The trial court, after hearing the appeal, filed a memorandum in which it carefully and in detail reviewed the various claims of the plaintiff, granted a number of paragraphs of the defendant's motion to correct, including one striking out the commissioner's finding as to the average weekly earnings of the plaintiff, and denied others, in particular that attacking the commissioner's finding that the plaintiff was suffering from lead poisoning; stated his conclusions that the commissioner had not shown himself disqualified to hear the case, that he had acted properly in refusing to hear the testimony as to the lack of cases of lead poisoning in shops of the defendant outside Waterbury, but that he should have heard the evidence as to the air tests in the shop where the plaintiff was employed; and held insufficient to uphold the award, in the absence of the facts upon which it was based, the general conclusion of the commissioner that the lead poisoning from which the plaintiff was suffering was acquired under such circumstances as to constitute a compensable injury which arose out of and in the course of his employment. The memorandum concluded with a statement; that the appeal was sustained and the case remanded to the commissioner who heard it, for further proceedings in accordance with the terms of the memorandum, citing McCulloch v.

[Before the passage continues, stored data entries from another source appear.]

/*!
Target validation.

Turns an untrusted user string into a classified `ScanTarget`:
- IPv4 dotted-quad literals (checked first, take precedence)
- domain-like names (RFC 1123 labels)

Anything else is rejected with `ScanError::InvalidInput` before any network
call happens. `ResolvedHost` is the validated IPv4 form produced by the
resolver stage.
*/

use std::fmt;
use std::net::Ipv4Addr;

use once_cell::sync::Lazy;
use regex::Regex;
use serde::{Deserialize, Serialize};

use crate::errors::{Result, ScanError};

/// Maximum length of a full domain name (without trailing dot).
const MAX_DOMAIN_LEN: usize = 253;

static IPV4_RE: Lazy<Regex> = Lazy::new(|| {
    Regex::new(
        r"^(?:(?:25[0-5]|2[0-4][0-9]|[01]?[0-9][0-9]?)\.){3}(?:25[0-5]|2[0-4][0-9]|[01]?[0-9][0-9]?)$",
    )
    .unwrap()
});

static LABEL_RE: Lazy<Regex> =
    Lazy::new(|| Regex::new(r"^[A-Za-z0-9](?:[A-Za-z0-9-]{0,61}[A-Za-z0-9])?$").unwrap());

/// Classification of a user-supplied target.
#[derive(Debug, Clone, Copy, PartialEq, Eq, Serialize, Deserialize)]
pub enum TargetKind {
    Ipv4,
    Domain,
}

/// Validated user input. Invalid strings never become a `ScanTarget`.
#[derive(Debug, Clone, PartialEq, Eq)]
pub struct ScanTarget {
    raw: String,
    value: String,
    kind: TargetKind,
}

impl ScanTarget {
    /// The input exactly as supplied.
    pub fn raw(&self) -> &str {
        &self.raw
    }

    /// Trimmed, normalized value used for resolution.
    pub fn value(&self) -> &str {
        &self.value
    }

    pub fn kind(&self) -> TargetKind {
        self.kind
    }

    pub fn is_ipv4(&self) -> bool {
        self.kind == TargetKind::Ipv4
    }
}

impl fmt::Display for ScanTarget {
    fn fmt(&self, f: &mut fmt::Formatter<'_>) -> fmt::Result {
        f.write_str(&self.value)
    }
}

/// Classify a raw string as an IPv4 literal or a domain.
pub fn classify(raw: &str) -> Result<ScanTarget> {
    let trimmed = raw.trim();
    if trimmed.is_empty() {
        return Err(ScanError::invalid_input(raw));
    }

    if is_ipv4_literal(trimmed) {
        return Ok(ScanTarget {
            raw: raw.to_string(),
            value: trimmed.to_string(),
            kind: TargetKind::Ipv4,
        });
    }

    let name = trimmed.strip_suffix('.').unwrap_or(trimmed);
    if is_domain_like(name) {
        return Ok(ScanTarget {
            raw: raw.to_string(),
            value: name.to_ascii_lowercase(),
            kind: TargetKind::Domain,
        });
    }

    Err(ScanError::invalid_input(trimmed))
}

/// Strict dotted-quad check: four groups, each 0-255, nothing else.
pub fn is_ipv4_literal(s: &str) -> bool {
    IPV4_RE.is_match(s)
}

/// Dot-separated labels of 1-63 alphanumerics with internal hyphens.
///
/// A name whose last label is purely numeric is rejected: it is a mistyped
/// address (e.g. `300.1.1.1`), not a resolvable domain.
pub fn is_domain_like(s: &str) -> bool {
    if s.is_empty() || s.len() > MAX_DOMAIN_LEN {
        return false;
    }
    let labels: Vec<&str> = s.split('.').collect();
    if !labels.iter().all(|l| LABEL_RE.is_match(l)) {
        return false;
    }
    labels
        .last()
        .map(|tld| !tld.chars().all(|c| c.is_ascii_digit()))
        .unwrap_or(false)
}

/// A validated IPv4 address in dotted-quad text form.
#[derive(Debug, Clone, PartialEq, Eq, Hash, Serialize)]
#[serde(transparent)]
pub struct ResolvedHost(String);

impl ResolvedHost {
    /// Validate a dotted-quad string.
    pub fn parse(s: &str) -> Option<Self> {
        let s = s.trim();
        is_ipv4_literal(s).then(|| Self(s.to_string()))
    }

    pub fn as_str(&self) -> &str {
        &self.0
    }
}

impl From<Ipv4Addr> for ResolvedHost {
    fn from(ip: Ipv4Addr) -> Self {
        Self(ip.to_string())
    }
}

impl fmt::Display for ResolvedHost {
    fn fmt(&self, f: &mut fmt::Formatter<'_>) -> fmt::Result {
        f.write_str(&self.0)
    }
}

#[cfg(test)]
mod tests {
    use super::*;

    #[test]
    fn ipv4_literals() {
        for ip in ["8.8.8.8", "0.0.0.0", "255.255.255.255", "192.168.1.10"] {
            let t = classify(ip).unwrap();
            assert_eq!(t.kind(), TargetKind::Ipv4, "{ip}");
            assert_eq!(t.value(), ip);
        }
    }

    #[test]
    fn whitespace_is_trimmed() {
        let t = classify("  1.1.1.1\n").unwrap();
        assert!(t.is_ipv4());
        assert_eq!(t.value(), "1.1.1.1");
        assert_eq!(t.raw(), "  1.1.1.1\n");
    }

    #[test]
    fn domains() {
        let t = classify("Example.COM").unwrap();
        assert_eq!(t.kind(), TargetKind::Domain);
        assert_eq!(t.value(), "example.com");

        assert_eq!(classify("localhost").unwrap().kind(), TargetKind::Domain);
        assert_eq!(classify("a-b.c-d.io").unwrap().kind(), TargetKind::Domain);
        assert_eq!(classify("www.example.org.").unwrap().value(), "www.example.org");
        assert_eq!(classify("3com.net").unwrap().kind(), TargetKind::Domain);
    }

    #[test]
    fn invalid_inputs() {
        let long_label = format!("{}.com", "a".repeat(64));
        for bad in [
            "",
            "   ",
            "256.1.1.1",
            "1.2.3",
            "1.2.3.4.5",
            "-bad.com",
            "bad-.com",
            "exa mple.com",
            "a..b",
            "http://example.com",
            "example.com/path",
            "under_score.com",
            long_label.as_str(),
        ] {
            match classify(bad) {
                Err(ScanError::InvalidInput { .. }) => {}
                other => panic!("expected InvalidInput for {bad:?}, got {other:?}"),
            }
        }
    }

    #[test]
    fn invalid_message_names_input() {
        let e = classify("not a host!").unwrap_err();
        assert!(e.to_string().contains("not a host!"));
    }

    #[test]
    fn resolved_host_validation() {
        assert!(ResolvedHost::parse("93.184.216.34").is_some());
        assert!(ResolvedHost::parse("example.com").is_none());
        assert!(ResolvedHost::parse("1.2.3.256").is_none());
        let h = ResolvedHost::from(Ipv4Addr::new(10, 0, 0, 1));
        assert_eq!(h.as_str(), "10.0.0.1");
    }
}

Pittsburgh Plate Glass Co., 107 Conn. 164, 171, 140 A. 114, wherein we held that, when the finding of a commissioner is rendered by correction insufficient to permit an intelligent and just decision of the case, it should be remanded for such further finding as will permit a proper determination of the rights of the parties.

The judgment followed in general the memorandum of decision; it corrected the finding to accord with it; it struck out the paragraph in which the commissioner stated his conclusion that the lead poisoning was acquired under such circumstances as to constitute a compensable injury which arose out of and in the course of the plaintiff's employment; and it remanded the case for an explicit finding of facts upon which the commissioner had based this conclusion, for the taking of further testimony necessary to determine the average weekly earnings of the plaintiff, for the hearing of the evidence as to the air tests in the factory where the plaintiff was employed, and for such further action and modification of the award, if any, " as the conclusions of the acting commissioner may require in the light of the evidence so heard by him" ; and it remanded the case to the acting commissioner who heard it. From this judgment the defendant has appealed. It has assigned as error the refusal of the trial court to correct the finding in every respect in which it did refuse to do so, the refusal to hold that the commissioner erred, in not hearing evidence as to the lack of cases of lead poisoning in other shops of the defendant outside Waterbury, the action of the trial court in remanding the case to the same commissioner who heard it, and its refusal to uphold the defendant's claim that the commissioner had disqualified himself; and it also assigned in various ways that the trial court erred in sustaining the conclusion of the commissioner that the plaintiff was suffering from lead poisoning, and that this lead poisoning was a compensable injury which arose out of and in the course of his employment by the defendant.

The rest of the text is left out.